BEGIN SUPPLIED RECORDS

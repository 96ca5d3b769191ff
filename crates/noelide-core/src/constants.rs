//! Timing constants shared with the harness statistics layer.
//!
//! These are defaults only. A harness that wants different values carries
//! them in its own configuration (see `noelide::SampleConfig`); nothing ever
//! mutates these.

/// Number of microseconds in one second.
///
/// Durations are recorded at microsecond resolution; dividing by this factor
/// gives seconds. Every whole multiple of it converts exactly.
pub const US_PER_SEC: f64 = 1_000_000.0;

/// Default number of samples taken per benchmark.
///
/// Thirty measurements is the conventional floor for a statistically
/// reasonable estimate of mean and variance. Harnesses use this value when a
/// benchmark does not supply its own sample count.
pub const DEFAULT_SAMPLE_SIZE: usize = 30;
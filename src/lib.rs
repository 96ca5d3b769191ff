//! # noelide
//!
//! Keep benchmarked computations from being optimized away.
//!
//! An optimizing compiler may legally delete, hoist, or constant-fold code
//! whose result nothing observes. Inside a timing loop that makes the
//! measurement meaningless. [`do_not_optimize_away`] marks a value as escaping
//! to an opaque observer so the code that produced it has to run, every
//! iteration, at essentially no cost.
//!
//! This crate also carries the timing defaults a harness's statistics layer
//! starts from ([`US_PER_SEC`], [`DEFAULT_SAMPLE_SIZE`]) and a [`SampleConfig`]
//! through which a harness overrides them.
//!
//! ## Common Pitfall: Barrier Outside the Loop
//!
//! The barrier has to sit on the loop-carried value, inside the loop.
//!
//! ```
//! use noelide::do_not_optimize_away;
//!
//! // WRONG - the loop can still be folded to `x = 2016`
//! let mut x = 0u32;
//! for i in 0..64 {
//!     x += i;
//! }
//! do_not_optimize_away(&mut x);
//!
//! // CORRECT - every add is kept
//! let mut x = 0u32;
//! for i in 0..64 {
//!     x += i;
//!     do_not_optimize_away(&mut x);
//! }
//! # assert_eq!(x, 2016);
//! ```
//!
//! ## Quick Start
//!
//! ```
//! use noelide::{do_not_optimize_away, us_to_secs, SampleConfig};
//! use std::time::Instant;
//!
//! let config = SampleConfig::from_env_or(SampleConfig::default());
//! let mut total_us = 0u64;
//! for _ in config.iterations() {
//!     let start = Instant::now();
//!     let mut x = 0u64;
//!     for i in 0..1024u64 {
//!         x += i;
//!         do_not_optimize_away(&mut x);
//!     }
//!     total_us += start.elapsed().as_micros() as u64;
//! }
//! let mean_secs = us_to_secs(total_us) / config.size() as f64;
//! assert!(mean_secs >= 0.0);
//! ```

#![warn(missing_docs)]
#![warn(clippy::all)]

mod config;
mod error;

pub use config::{SampleConfig, SAMPLE_SIZE_ENV};
pub use error::ConfigError;

pub use noelide_core::hint;
pub use noelide_core::{
    do_not_optimize_away, duration_to_us, keep, secs_to_us, us_to_secs, Escape, Strategy, Touch,
    ACTIVE_STRATEGY, DEFAULT_SAMPLE_SIZE, US_PER_SEC,
};
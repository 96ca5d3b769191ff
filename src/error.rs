//! Error types for sample configuration.

/// Error returned when a sample configuration value is rejected.
#[derive(Debug, Clone, PartialEq, Eq)]
pub enum ConfigError {
    /// A sample size of zero was requested.
    ///
    /// A harness needs at least one measurement to report anything.
    ZeroSampleSize,

    /// A sample size could not be parsed as an unsigned integer.
    ///
    /// Carries the offending text, e.g. the raw value of
    /// `NOELIDE_SAMPLE_SIZE`.
    InvalidSampleSize(String),
}

impl std::fmt::Display for ConfigError {
    fn fmt(&self, f: &mut std::fmt::Formatter<'_>) -> std::fmt::Result {
        match self {
            Self::ZeroSampleSize => write!(f, "sample_size must be positive"),
            Self::InvalidSampleSize(raw) => {
                write!(f, "sample_size '{}' is not a positive integer", raw)
            }
        }
    }
}

impl std::error::Error for ConfigError {}
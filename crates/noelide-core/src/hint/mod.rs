//! Optimization barrier for values produced inside timed code.
//!
//! Consider the trivial baseline
//!
//! ```
//! let mut x = 0i32;
//! for i in 0..64 {
//!     x += i;
//! }
//! # assert_eq!(x, 2016);
//! ```
//!
//! An optimizing build compiles the whole loop to `mov eax, 2016`, which
//! makes it useless as a baseline. Passing the accumulator through
//! [`do_not_optimize_away`] on every iteration creates a loop-carried
//! dependency the optimizer cannot prove unnecessary, so the adds stay:
//!
//! ```
//! use noelide_core::do_not_optimize_away;
//!
//! let mut x = 0i32;
//! for i in 0..64 {
//!     x += i;
//!     do_not_optimize_away(&mut x);
//! }
//! assert_eq!(x, 2016);
//! ```
//!
//! # Strategies
//!
//! | Target                                               | Strategy                   |
//! |------------------------------------------------------|----------------------------|
//! | x86, x86_64, arm, aarch64, riscv32/64, loongarch64   | [`Strategy::InlineAsm`]    |
//! | everything else, or with `force-volatile`            | [`Strategy::VolatileAlias`]|
//!
//! The choice is made with `cfg` at build time. Both strategies are also
//! reachable directly through [`asm`] and [`volatile`] so a harness (or a
//! test) can pin one.

#[cfg(any(
    target_arch = "x86",
    target_arch = "x86_64",
    target_arch = "arm",
    target_arch = "aarch64",
    target_arch = "riscv32",
    target_arch = "riscv64",
    target_arch = "loongarch64"
))]
pub mod asm;
pub mod volatile;

pub use volatile::Touch;

/// Barrier implementation selected for this build.
#[derive(Debug, Clone, Copy, PartialEq, Eq, Hash)]
#[cfg_attr(feature = "std", derive(serde::Serialize, serde::Deserialize))]
#[cfg_attr(feature = "std", serde(rename_all = "kebab-case"))]
pub enum Strategy {
    /// Empty inline-assembly block that takes the value's address as an
    /// operand and may read or write any memory.
    InlineAsm,
    /// Volatile read-modify-write of the value through a raw alias.
    VolatileAlias,
}

impl Strategy {
    /// Short identifier suitable for logs and reports.
    pub fn as_str(&self) -> &'static str {
        match self {
            Strategy::InlineAsm => "inline-asm",
            Strategy::VolatileAlias => "volatile-alias",
        }
    }
}

impl core::fmt::Display for Strategy {
    fn fmt(&self, f: &mut core::fmt::Formatter<'_>) -> core::fmt::Result {
        f.write_str(self.as_str())
    }
}

/// Strategy backing [`do_not_optimize_away`] in this build.
#[cfg(all(
    any(
        target_arch = "x86",
        target_arch = "x86_64",
        target_arch = "arm",
        target_arch = "aarch64",
        target_arch = "riscv32",
        target_arch = "riscv64",
        target_arch = "loongarch64"
    ),
    not(feature = "force-volatile")
))]
pub const ACTIVE_STRATEGY: Strategy = Strategy::InlineAsm;

/// Strategy backing [`do_not_optimize_away`] in this build.
#[cfg(not(all(
    any(
        target_arch = "x86",
        target_arch = "x86_64",
        target_arch = "arm",
        target_arch = "aarch64",
        target_arch = "riscv32",
        target_arch = "riscv64",
        target_arch = "loongarch64"
    ),
    not(feature = "force-volatile")
)))]
pub const ACTIVE_STRATEGY: Strategy = Strategy::VolatileAlias;

/// Types the active strategy can hide from the optimizer.
///
/// With the inline-assembly strategy every type qualifies, sized or not.
/// With the volatile-alias strategy only types with an additive
/// self-mutation do, i.e. `AddAssign + Default` (see [`Touch`]). Writing the
/// bound as `Escape` keeps harness code generic over both.
#[diagnostic::on_unimplemented(
    message = "`{Self}` does not support additive self-mutation",
    label = "the volatile-alias barrier needs `AddAssign + Default` here",
    note = "implement `AddAssign` and `Default` for `{Self}`, or build for a target with inline assembly"
)]
pub trait Escape {
    /// Apply the active barrier to `self`.
    fn escape(&mut self);
}

#[cfg(all(
    any(
        target_arch = "x86",
        target_arch = "x86_64",
        target_arch = "arm",
        target_arch = "aarch64",
        target_arch = "riscv32",
        target_arch = "riscv64",
        target_arch = "loongarch64"
    ),
    not(feature = "force-volatile")
))]
impl<T: ?Sized> Escape for T {
    #[inline(always)]
    fn escape(&mut self) {
        asm::do_not_optimize_away(self)
    }
}

#[cfg(not(all(
    any(
        target_arch = "x86",
        target_arch = "x86_64",
        target_arch = "arm",
        target_arch = "aarch64",
        target_arch = "riscv32",
        target_arch = "riscv64",
        target_arch = "loongarch64"
    ),
    not(feature = "force-volatile")
)))]
impl<T: core::ops::AddAssign + Default> Escape for T {
    #[inline(always)]
    fn escape(&mut self) {
        volatile::do_not_optimize_away(self)
    }
}

/// Make `value` escape to an observer the optimizer cannot see.
///
/// After this returns, the compiler must assume `value` was both read and
/// written, so the code that produced it can be neither removed, hoisted out
/// of an enclosing loop, nor folded into a closed form. The value itself
/// compares equal afterward; with the volatile-alias strategy a float `-0.0`
/// becomes `+0.0`.
///
/// Temporaries work as well as named places; the temporary is borrowed where
/// it lives, not copied:
///
/// ```
/// use noelide_core::do_not_optimize_away;
///
/// let (a, b) = (40u32, 2u32);
/// do_not_optimize_away(&mut (a + b));
/// ```
///
/// This allocates nothing, cannot fail, and touches only the caller's value,
/// so it is safe to call from any number of threads concurrently.
#[inline(always)]
pub fn do_not_optimize_away<T: Escape + ?Sized>(value: &mut T) {
    value.escape()
}

/// By-value form of [`do_not_optimize_away`].
///
/// Binds `value`, applies the barrier, and hands it back. Handy for
/// wrapping the result of an expression inline:
///
/// ```
/// use noelide_core::keep;
///
/// let digest = keep(0xdead_beef_u32.rotate_left(7));
/// assert_eq!(digest, 0xdead_beef_u32.rotate_left(7));
/// ```
#[inline(always)]
pub fn keep<T: Escape>(value: T) -> T {
    let mut value = value;
    do_not_optimize_away(&mut value);
    value
}
//! Unit tests for `ScannerReducer`.
//!
//! Effects are inspected as values; where it matters what a `Future` effect
//! does, the test awaits it against the recording doubles.

#![allow(clippy::unwrap_used, clippy::expect_used, clippy::panic)] // Test code

use super::*;
use crate::scanner::mocks::{RecordingCamera, RecordingFeedback, StubGateway};
use gatepass_core::checkin::{Attendee, CheckinOutcome};
use gatepass_core::effect::Effect;
use gatepass_core::reducer::Reducer;
use gatepass_core::token::Token;
use gatepass_core::types::{EventId, RegistrationId};
use gatepass_testing::{ReducerTest, assertions};
use std::sync::Arc;
use std::time::Duration;
use uuid::Uuid;

const RESET_DELAY: Duration = Duration::from_millis(3000);
const TICKET_URL: &str = "https://gate.example.org/#/checkin?token=ABC123";

struct Rig {
    camera: Arc<RecordingCamera>,
    gateway: Arc<StubGateway>,
    feedback: Arc<RecordingFeedback>,
    env: ScannerEnvironment,
}

fn rig(outcome: CheckinOutcome) -> Rig {
    let camera = RecordingCamera::new();
    let gateway = StubGateway::answering(outcome);
    let feedback = RecordingFeedback::new();
    let env = ScannerEnvironment::new(
        camera.clone(),
        gateway.clone(),
        feedback.clone(),
        RESET_DELAY,
    );
    Rig {
        camera,
        gateway,
        feedback,
        env,
    }
}

/// Same ids on every call so outcomes compare equal
fn attendee() -> Attendee {
    Attendee {
        registration_id: RegistrationId::from_uuid(Uuid::from_u128(0x5ca1)),
        event_id: EventId::from_uuid(Uuid::from_u128(0xe7e7)),
        full_name: "Maria Silva".to_string(),
        cpf: "529.982.247-25".to_string(),
        checked_in: true,
        checkin_at: None,
    }
}

fn success() -> CheckinOutcome {
    CheckinOutcome::Success {
        attendee: attendee(),
    }
}

#[test]
fn fixture_outcomes_are_comparable() {
    assert_eq!(success(), success());
}

fn state(phase: ScannerPhase, cycle: u64) -> ScannerState {
    ScannerState {
        phase,
        cycle,
        ..ScannerState::new()
    }
}

async fn run_effect(effect: Effect<ScannerAction>) -> Option<ScannerAction> {
    match effect {
        Effect::Future(fut) => fut.await,
        other => panic!("expected a future effect, got {other:?}"),
    }
}

#[test]
fn start_acquires_camera_in_a_new_cycle() {
    ReducerTest::new(ScannerReducer::new())
        .with_env(rig(success()).env)
        .given_state(ScannerState::new())
        .when_action(ScannerAction::Start)
        .then_state(|s| {
            assert_eq!(s.phase, ScannerPhase::Starting);
            assert_eq!(s.cycle, 1);
        })
        .then_effects(|effects| {
            assertions::assert_effects_count(effects, 1);
            assertions::assert_has_future_effect(effects);
        })
        .run();
}

#[tokio::test]
async fn camera_start_reports_started_or_failed() {
    let rig = rig(success());
    let mut s = ScannerState::new();

    let mut effects = ScannerReducer.reduce(&mut s, ScannerAction::Start, &rig.env);
    let action = run_effect(effects.remove(0)).await;
    assert_eq!(action, Some(ScannerAction::CameraStarted { cycle: 1 }));

    rig.camera.set_refusing(true);
    let mut s = state(ScannerPhase::Stopped, 4);
    let mut effects = ScannerReducer.reduce(&mut s, ScannerAction::Start, &rig.env);
    let Some(ScannerAction::CameraFailed { cycle, reason }) = run_effect(effects.remove(0)).await
    else {
        panic!("expected camera failure");
    };
    assert_eq!(cycle, 5);
    assert!(reason.contains("permission"));
}

#[test]
fn camera_started_begins_scanning() {
    ReducerTest::new(ScannerReducer::new())
        .with_env(rig(success()).env)
        .given_state(state(ScannerPhase::Starting, 1))
        .when_action(ScannerAction::CameraStarted { cycle: 1 })
        .then_state(|s| assert_eq!(s.phase, ScannerPhase::Scanning))
        .then_effects(assertions::assert_no_effects)
        .run();
}

#[test]
fn camera_failure_waits_for_retry() {
    ReducerTest::new(ScannerReducer::new())
        .with_env(rig(success()).env)
        .given_state(state(ScannerPhase::Starting, 1))
        .when_action(ScannerAction::CameraFailed {
            cycle: 1,
            reason: "Camera permission denied".to_string(),
        })
        .then_state(|s| {
            assert_eq!(
                s.phase,
                ScannerPhase::CameraUnavailable {
                    reason: "Camera permission denied".to_string()
                }
            );
        })
        .then_effects(assertions::assert_no_effects)
        .run();

    // A reset is not a retry.
    ReducerTest::new(ScannerReducer::new())
        .with_env(rig(success()).env)
        .given_state(state(
            ScannerPhase::CameraUnavailable {
                reason: "busy".to_string(),
            },
            1,
        ))
        .when_action(ScannerAction::Reset)
        .then_state(|s| assert!(matches!(s.phase, ScannerPhase::CameraUnavailable { .. })))
        .then_effects(assertions::assert_no_effects)
        .run();

    ReducerTest::new(ScannerReducer::new())
        .with_env(rig(success()).env)
        .given_state(state(
            ScannerPhase::CameraUnavailable {
                reason: "busy".to_string(),
            },
            1,
        ))
        .when_action(ScannerAction::Retry)
        .then_state(|s| {
            assert_eq!(s.phase, ScannerPhase::Starting);
            assert_eq!(s.cycle, 2);
        })
        .then_effects(assertions::assert_has_future_effect)
        .run();
}

#[test]
fn decoded_url_moves_to_validating_with_extracted_token() {
    ReducerTest::new(ScannerReducer::new())
        .with_env(rig(success()).env)
        .given_state(state(ScannerPhase::Scanning, 1))
        .when_action(ScannerAction::FrameDecoded {
            payload: TICKET_URL.to_string(),
        })
        .then_state(|s| {
            assert_eq!(
                s.phase,
                ScannerPhase::Validating {
                    token: Token::parse("ABC123").unwrap()
                }
            );
        })
        .then_effects(|effects| {
            assertions::assert_effects_count(effects, 1);
            assertions::assert_has_future_effect(effects);
        })
        .run();
}

#[tokio::test]
async fn validating_releases_camera_then_validates_once() {
    let rig = rig(success());
    let mut s = state(ScannerPhase::Scanning, 3);

    let mut effects = ScannerReducer.reduce(
        &mut s,
        ScannerAction::FrameDecoded {
            payload: TICKET_URL.to_string(),
        },
        &rig.env,
    );
    let action = run_effect(effects.remove(0)).await;

    assert_eq!(rig.camera.stops(), 1);
    assert_eq!(rig.gateway.seen(), vec![Token::parse("ABC123").unwrap()]);
    assert_eq!(
        action,
        Some(ScannerAction::ValidationCompleted {
            cycle: 3,
            outcome: success()
        })
    );
}

#[test]
fn frames_outside_scanning_are_ignored() {
    let busy_phases = [
        ScannerPhase::Idle,
        ScannerPhase::Starting,
        ScannerPhase::Validating {
            token: Token::parse("ABC123").unwrap(),
        },
        ScannerPhase::Showing { outcome: success() },
        ScannerPhase::Stopped,
    ];
    for phase in busy_phases {
        let expected = phase.clone();
        ReducerTest::new(ScannerReducer::new())
            .with_env(rig(success()).env)
            .given_state(state(phase, 2))
            .when_action(ScannerAction::FrameDecoded {
                payload: TICKET_URL.to_string(),
            })
            .then_state(move |s| assert_eq!(s.phase, expected))
            .then_effects(assertions::assert_no_effects)
            .run();
    }
}

#[test]
fn frame_without_token_keeps_scanning() {
    ReducerTest::new(ScannerReducer::new())
        .with_env(rig(success()).env)
        .given_state(state(ScannerPhase::Scanning, 1))
        .when_action(ScannerAction::FrameDecoded {
            payload: "https://gate.example.org/#/checkin?ref=poster".to_string(),
        })
        .then_state(|s| assert_eq!(s.phase, ScannerPhase::Scanning))
        .then_effects(assertions::assert_no_effects)
        .run();
}

#[tokio::test]
async fn completion_shows_result_plays_tone_and_schedules_reset() {
    let rig = rig(success());
    let mut s = state(
        ScannerPhase::Validating {
            token: Token::parse("ABC123").unwrap(),
        },
        2,
    );

    let mut effects = ScannerReducer.reduce(
        &mut s,
        ScannerAction::ValidationCompleted {
            cycle: 2,
            outcome: success(),
        },
        &rig.env,
    );

    assert_eq!(s.shown_outcome(), Some(&success()));
    assert_eq!(s.tally.admitted, 1);
    assertions::assert_has_delay_effect(&effects, RESET_DELAY);

    assert!(run_effect(effects.remove(0)).await.is_none());
    assert_eq!(rig.feedback.tones(), vec![FeedbackTone::Success]);
}

#[test]
fn outcome_kinds_map_to_tones_and_tally() {
    let outcomes = [
        (
            CheckinOutcome::AlreadyUsed {
                attendee: attendee(),
            },
            FeedbackTone::AlreadyUsed,
        ),
        (CheckinOutcome::InvalidToken, FeedbackTone::Error),
        (
            CheckinOutcome::SystemError {
                detail: "timeout".to_string(),
            },
            FeedbackTone::Error,
        ),
    ];
    let mut tally = ScanTally::default();
    for (outcome, tone) in outcomes {
        assert_eq!(FeedbackTone::from(outcome.kind()), tone);
        tally.record(outcome.kind());
    }
    assert_eq!(
        tally,
        ScanTally {
            admitted: 0,
            already_used: 1,
            invalid: 1,
            errors: 1
        }
    );
}

#[test]
fn reset_delay_restarts_camera_only_for_current_cycle() {
    ReducerTest::new(ScannerReducer::new())
        .with_env(rig(success()).env)
        .given_state(state(ScannerPhase::Showing { outcome: success() }, 2))
        .when_action(ScannerAction::ResetElapsed { cycle: 2 })
        .then_state(|s| {
            assert_eq!(s.phase, ScannerPhase::Starting);
            assert_eq!(s.cycle, 3);
        })
        .then_effects(assertions::assert_has_future_effect)
        .run();

    // Manual reset already moved on; the old timer must not cut the new result short.
    ReducerTest::new(ScannerReducer::new())
        .with_env(rig(success()).env)
        .given_state(state(ScannerPhase::Showing { outcome: success() }, 4))
        .when_action(ScannerAction::ResetElapsed { cycle: 2 })
        .then_state(|s| {
            assert!(matches!(s.phase, ScannerPhase::Showing { .. }));
            assert_eq!(s.cycle, 4);
        })
        .then_effects(assertions::assert_no_effects)
        .run();
}

#[test]
fn manual_reset_from_showing_restarts() {
    ReducerTest::new(ScannerReducer::new())
        .with_env(rig(success()).env)
        .given_state(state(ScannerPhase::Showing { outcome: success() }, 2))
        .when_action(ScannerAction::Reset)
        .then_state(|s| {
            assert_eq!(s.phase, ScannerPhase::Starting);
            assert_eq!(s.cycle, 3);
        })
        .then_effects(|effects| {
            assertions::assert_has_future_effect(effects);
            assertions::assert_no_delay_effect(effects);
        })
        .run();
}

#[test]
fn stale_validation_is_dropped() {
    ReducerTest::new(ScannerReducer::new())
        .with_env(rig(success()).env)
        .given_state(state(ScannerPhase::Stopped, 5))
        .when_action(ScannerAction::ValidationCompleted {
            cycle: 4,
            outcome: success(),
        })
        .then_state(|s| {
            assert_eq!(s.phase, ScannerPhase::Stopped);
            assert_eq!(s.tally, ScanTally::default());
        })
        .then_effects(assertions::assert_no_effects)
        .run();
}

#[tokio::test]
async fn stop_releases_camera_from_every_active_phase() {
    let phases = [
        ScannerPhase::Starting,
        ScannerPhase::Scanning,
        ScannerPhase::Validating {
            token: Token::parse("ABC123").unwrap(),
        },
        ScannerPhase::Showing { outcome: success() },
        ScannerPhase::CameraUnavailable {
            reason: "busy".to_string(),
        },
    ];
    for phase in phases {
        let rig = rig(success());
        let mut s = state(phase, 1);

        let mut effects = ScannerReducer.reduce(&mut s, ScannerAction::Stop, &rig.env);
        assert_eq!(s.phase, ScannerPhase::Stopped);
        assert_eq!(s.cycle, 2);
        assert_eq!(effects.len(), 1);

        assert!(run_effect(effects.remove(0)).await.is_none());
        assert_eq!(rig.camera.stops(), 1);
    }
}

#[tokio::test]
async fn camera_finishing_after_stop_is_released() {
    let rig = rig(success());
    let mut s = ScannerState::new();

    ScannerReducer.reduce(&mut s, ScannerAction::Start, &rig.env);
    ScannerReducer.reduce(&mut s, ScannerAction::Stop, &rig.env);
    let mut effects =
        ScannerReducer.reduce(&mut s, ScannerAction::CameraStarted { cycle: 1 }, &rig.env);

    assert_eq!(s.phase, ScannerPhase::Stopped);
    assert_eq!(effects.len(), 1);
    run_effect(effects.remove(0)).await;
    assert_eq!(rig.camera.stops(), 1);
    assert!(!rig.camera.is_active());
}

#[test]
fn late_camera_from_superseded_start_is_ignored_while_restarting() {
    ReducerTest::new(ScannerReducer::new())
        .with_env(rig(success()).env)
        .given_state(state(ScannerPhase::Starting, 3))
        .when_action(ScannerAction::CameraStarted { cycle: 1 })
        .then_state(|s| assert_eq!(s.phase, ScannerPhase::Starting))
        .then_effects(assertions::assert_no_effects)
        .run();
}

#[test]
fn stop_when_idle_does_nothing() {
    ReducerTest::new(ScannerReducer::new())
        .with_env(rig(success()).env)
        .given_state(ScannerState::new())
        .when_action(ScannerAction::Stop)
        .then_state(|s| assert_eq!(s.phase, ScannerPhase::Idle))
        .then_effects(assertions::assert_no_effects)
        .run();
}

END SUPPLIED RECORDS

● WHAT YOU HAVE TO DO: In the entries above, count the lines that include "filename" and write nothing but that number.

● YOUR SOLUTION: 4